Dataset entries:
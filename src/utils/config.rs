use indexmap::IndexMap;
use rust_decimal::Decimal;
use serde::{Deserialize, Serialize};
use std::env;
use std::path::PathBuf;
use std::str::FromStr;
use std::time::Duration;

use crate::constants::*;
use crate::errors::{FundError, Result};
use crate::utils::timeout::TimeoutConfig;

#[derive(Debug, Clone, Serialize, Deserialize)]
pub struct Config {
    // Files
    pub portfolio_path: PathBuf,
    pub shares_path: PathBuf,
    pub template_path: PathBuf,
    pub output_path: PathBuf,

    // Fund
    pub cash_ticker: String,
    pub baseline_nav: Decimal,
    pub default_beta: Decimal,
    pub beta_overrides: IndexMap<String, Decimal>,

    // Vendor endpoints
    pub price_url_template: String,
    pub beta_url_template: String,
    pub logo_url_template: String,

    // Network
    pub request_timeout_secs: u64,
    pub retry_count: u32,

    // Feature flags
    pub enable_chart: bool,
    pub relative_asset_paths: bool,

    // Logging
    pub log_level: String,
    pub log_format: LogFormat,
}

#[derive(Debug, Clone, Copy, PartialEq, Eq, Serialize, Deserialize)]
pub enum LogFormat {
    Pretty,
    Json,
}

impl Default for Config {
    fn default() -> Self {
        Self {
            portfolio_path: PathBuf::from(DEFAULT_PORTFOLIO_PATH),
            shares_path: PathBuf::from(DEFAULT_SHARES_PATH),
            template_path: PathBuf::from(DEFAULT_TEMPLATE_PATH),
            output_path: PathBuf::from(DEFAULT_OUTPUT_PATH),
            cash_ticker: DEFAULT_CASH_TICKER.to_string(),
            baseline_nav: Decimal::from(10_000),
            default_beta: Decimal::ONE,
            beta_overrides: IndexMap::from([("069500".to_string(), Decimal::ONE)]),
            price_url_template: PRICE_URL_TEMPLATE.to_string(),
            beta_url_template: BETA_URL_TEMPLATE.to_string(),
            logo_url_template: LOGO_URL_TEMPLATE.to_string(),
            request_timeout_secs: DEFAULT_REQUEST_TIMEOUT_SECS,
            retry_count: DEFAULT_RETRY_COUNT,
            enable_chart: true,
            relative_asset_paths: true,
            log_level: "info".to_string(),
            log_format: LogFormat::Pretty,
        }
    }
}

impl Config {
    /// Build configuration from the environment. Every variable is optional.
    pub fn from_env() -> Result<Self> {
        Ok(Self {
            portfolio_path: env::var("FUND_PORTFOLIO_PATH")
                .unwrap_or_else(|_| DEFAULT_PORTFOLIO_PATH.to_string())
                .into(),
            shares_path: env::var("FUND_SHARES_PATH")
                .unwrap_or_else(|_| DEFAULT_SHARES_PATH.to_string())
                .into(),
            template_path: env::var("FUND_TEMPLATE_PATH")
                .unwrap_or_else(|_| DEFAULT_TEMPLATE_PATH.to_string())
                .into(),
            output_path: env::var("FUND_OUTPUT_PATH")
                .unwrap_or_else(|_| DEFAULT_OUTPUT_PATH.to_string())
                .into(),

            cash_ticker: env::var("FUND_CASH_TICKER")
                .unwrap_or_else(|_| DEFAULT_CASH_TICKER.to_string()),
            baseline_nav: Self::decimal_var("FUND_BASELINE_NAV", DEFAULT_BASELINE_NAV)?,
            default_beta: Self::decimal_var("FUND_DEFAULT_BETA", DEFAULT_MARKET_BETA)?,
            beta_overrides: Self::parse_beta_overrides(
                &env::var("FUND_BETA_OVERRIDES")
                    .unwrap_or_else(|_| DEFAULT_BETA_OVERRIDES.to_string()),
            )?,

            price_url_template: env::var("FUND_PRICE_URL")
                .unwrap_or_else(|_| PRICE_URL_TEMPLATE.to_string()),
            beta_url_template: env::var("FUND_BETA_URL")
                .unwrap_or_else(|_| BETA_URL_TEMPLATE.to_string()),
            logo_url_template: env::var("FUND_LOGO_URL")
                .unwrap_or_else(|_| LOGO_URL_TEMPLATE.to_string()),

            request_timeout_secs: env::var("FUND_REQUEST_TIMEOUT_SECS")
                .unwrap_or_else(|_| DEFAULT_REQUEST_TIMEOUT_SECS.to_string())
                .parse()
                .map_err(|_| FundError::config("FUND_REQUEST_TIMEOUT_SECS must be an integer"))?,
            retry_count: env::var("FUND_RETRY_COUNT")
                .unwrap_or_else(|_| DEFAULT_RETRY_COUNT.to_string())
                .parse()
                .map_err(|_| FundError::config("FUND_RETRY_COUNT must be an integer"))?,

            enable_chart: Self::flag_var("FUND_ENABLE_CHART", true)?,
            relative_asset_paths: Self::flag_var("FUND_RELATIVE_ASSETS", true)?,

            log_level: env::var("LOG_LEVEL").unwrap_or_else(|_| "info".to_string()),
            log_format: Self::parse_log_format(
                &env::var("LOG_FORMAT").unwrap_or_else(|_| "pretty".to_string()),
            ),
        })
    }

    fn decimal_var(name: &str, default: &str) -> Result<Decimal> {
        let raw = env::var(name).unwrap_or_else(|_| default.to_string());
        Decimal::from_str(raw.trim())
            .map_err(|_| FundError::config(format!("{} must be a decimal, got '{}'", name, raw)))
    }

    fn flag_var(name: &str, default: bool) -> Result<bool> {
        match env::var(name) {
            Ok(raw) => Self::parse_flag(&raw).ok_or_else(|| {
                FundError::config(format!("{} must be true or false, got '{}'", name, raw))
            }),
            Err(_) => Ok(default),
        }
    }

    /// `true`/`false` and the usual `1`/`0`, `yes`/`no`, `on`/`off` spellings
    fn parse_flag(raw: &str) -> Option<bool> {
        match raw.trim().to_lowercase().as_str() {
            "true" | "1" | "yes" | "on" => Some(true),
            "false" | "0" | "no" | "off" => Some(false),
            _ => None,
        }
    }

    /// Parse `TICKER:BETA` pairs separated by commas.
    pub fn parse_beta_overrides(raw: &str) -> Result<IndexMap<String, Decimal>> {
        let mut overrides = IndexMap::new();
        for pair in raw.split(',').map(str::trim).filter(|s| !s.is_empty()) {
            let (ticker, beta) = pair
                .split_once(':')
                .ok_or_else(|| FundError::config(format!("Invalid beta override '{}'", pair)))?;
            let beta = Decimal::from_str(beta.trim())
                .map_err(|_| FundError::config(format!("Invalid beta in override '{}'", pair)))?;
            overrides.insert(ticker.trim().to_string(), beta);
        }
        Ok(overrides)
    }

    fn parse_log_format(format: &str) -> LogFormat {
        match format.to_lowercase().as_str() {
            "json" => LogFormat::Json,
            _ => LogFormat::Pretty,
        }
    }

    pub fn timeout_config(&self) -> TimeoutConfig {
        TimeoutConfig {
            request_timeout: Duration::from_secs(self.request_timeout_secs),
            retry_count: self.retry_count,
            ..Default::default()
        }
    }

    pub fn validate(&self) -> Result<()> {
        if self.cash_ticker.trim().is_empty() {
            return Err(FundError::config("Cash ticker must not be empty"));
        }

        if self.baseline_nav <= Decimal::ZERO {
            return Err(FundError::config("Baseline NAV must be positive"));
        }

        for (name, template) in [
            ("price", &self.price_url_template),
            ("beta", &self.beta_url_template),
            ("logo", &self.logo_url_template),
        ] {
            if !template.contains(TICKER_SLOT) {
                return Err(FundError::config(format!(
                    "The {} URL template must contain {}",
                    name, TICKER_SLOT
                )));
            }
        }

        if self.request_timeout_secs == 0 {
            return Err(FundError::config("Request timeout must be at least one second"));
        }

        Ok(())
    }
}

Exercise aim: Starting at the first line of the data above, retype each line exactly until you reach the line containing "use crate::utils::timeout::TimeoutConfig;", and include that line too.

Completed task:
filename src/utils/config.rs
use indexmap::IndexMap;
use rust_decimal::Decimal;
use serde::{Deserialize, Serialize};
use std::env;
use std::path::PathBuf;
use std::str::FromStr;
use std::time::Duration;

use crate::constants::*;
use crate::errors::{FundError, Result};
use crate::utils::timeout::TimeoutConfig;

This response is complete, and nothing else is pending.